近所にはない大きな本屋。 かわいらしい雑貨や食器の並ぶ均一ショップ。 アユコ好みのボーイッシュな服の並ぶウィンドウ。 「あ、これ、可愛い!」 「これ、ちょっといいね。」 と指差して笑うだけで、ことさらおねだりするでもなく嬉々として渡り歩くアユコ。 何かを買ってもらうというよりは、他の兄弟たちと一緒ではなく、母と二人で街を歩く事自体を喜んでくれているのがよくわかる。そのアユコのはしゃぎぶりが、母にとってもほのぼのと嬉しくて、「娘を産んでホントに良かったなぁ。」と心が躍る。
遠慮深いアユコが最初にねだったのは、とりどりのキャンデーやチョコレートの並ぶ駄菓子やさんの福袋とレジの近くにおいてある糸ひき飴。 もうとっくに籤つき飴なんか卒業のはずのアユコが赤いいちご味の飴を引き当てて、ニコニコと笑う。 「ねぇねぇ、今、食べてもいいかなぁ。」 「ええ?口から糸垂らしたまんまで歩くのぉ?」 「いいじゃん、いいじゃん」 大きな飴玉を口に含んで、もごもごしながら歩き始める。

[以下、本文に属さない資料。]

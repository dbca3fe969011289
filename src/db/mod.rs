/// Database access layer
///
/// One repository module per entity. Repositories are free functions over
/// `&PgPool` returning `sqlx::Error`; the handler layer maps absences to
/// NotFound. Listing queries eager-load related rows with JOINs so views
/// never issue per-row follow-up fetches.
pub mod comment_repo;
pub mod follow_repo;
pub mod group_repo;
pub mod post_repo;
pub mod user_repo;
/// Follow handlers: the subscription feed plus follow/unfollow actions
use crate::config::Config;
use crate::db::{follow_repo, post_repo, user_repo};
use crate::error::{AppError, Result};
use crate::middleware::{MaybeUser, UserId};
use crate::pagination::PageRequest;
use crate::render;
use actix_web::{web, HttpRequest, HttpResponse};
use serde_json::json;
use sqlx::PgPool;

use super::PageQuery;

/// Posts authored by anyone the viewer follows, newest first, paginated.
pub async fn follow_index(
    pool: web::Data<PgPool>,
    config: web::Data<Config>,
    query: web::Query<PageQuery>,
    viewer: MaybeUser,
    req: HttpRequest,
) -> Result<HttpResponse> {
    let UserId(viewer_id) = match viewer.0 {
        Some(id) => id,
        None => return Ok(render::login_redirect(&config.app.login_url, req.path())),
    };

    let total = post_repo::count_followed(&pool, viewer_id).await?;
    let page_req = PageRequest::resolve(query.page.as_deref(), total);
    let posts =
        post_repo::list_followed(&pool, viewer_id, page_req.limit(), page_req.offset()).await?;

    let context = json!({
        "title": "Your subscriptions",
        "page_obj": page_req.into_page(posts),
    });

    Ok(render::render_page("posts/follow.html", &context))
}

/// Follow an author. Following yourself or someone you already follow is a
/// no-op; the unique constraint absorbs duplicate inserts under races.
/// Redirects to the author's profile regardless of outcome.
pub async fn profile_follow(
    pool: web::Data<PgPool>,
    config: web::Data<Config>,
    username: web::Path<String>,
    viewer: MaybeUser,
    req: HttpRequest,
) -> Result<HttpResponse> {
    let UserId(viewer_id) = match viewer.0 {
        Some(id) => id,
        None => return Ok(render::login_redirect(&config.app.login_url, req.path())),
    };

    let author = user_repo::find_by_username(&pool, &username)
        .await?
        .ok_or_else(|| AppError::NotFound(format!("user '{}'", username)))?;

    if author.id != viewer_id {
        follow_repo::create_follow(&pool, viewer_id, author.id).await?;
    }

    Ok(render::redirect(&format!("/profile/{}/", author.username)))
}

/// Unfollow an author. 404 when the follow relationship does not exist;
/// otherwise delete it and redirect to the author's profile.
pub async fn profile_unfollow(
    pool: web::Data<PgPool>,
    config: web::Data<Config>,
    username: web::Path<String>,
    viewer: MaybeUser,
    req: HttpRequest,
) -> Result<HttpResponse> {
    let UserId(viewer_id) = match viewer.0 {
        Some(id) => id,
        None => return Ok(render::login_redirect(&config.app.login_url, req.path())),
    };

    let author = user_repo::find_by_username(&pool, &username)
        .await?
        .ok_or_else(|| AppError::NotFound(format!("user '{}'", username)))?;

    let removed = follow_repo::delete_follow(&pool, viewer_id, author.id).await?;
    if !removed {
        return Err(AppError::NotFound(format!(
            "follow of '{}' by user {}",
            author.username, viewer_id
        )));
    }

    Ok(render::redirect(&format!("/profile/{}/", author.username)))
}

これがアプコと一緒なら、アユコはきっとお姉さんぶって、糸ひき飴をくわえたまんまで街を歩くなんてことはしなかっただろう。 そういえばアユコは私と二人で買い物に出たときには、よく甘いお菓子をねだる。棒つきのキャンデーとか、きれいな色のついたアイスとか、外国製の三角のチョコレートとか。 しっかり者のアユコの中に確かに残る甘えんぼの気持ち。お姉ちゃんでも長女でもない、「たった一人の私」を楽しんでいるのだなぁ。 そういう幼さがまだまだ愛しいアユコである。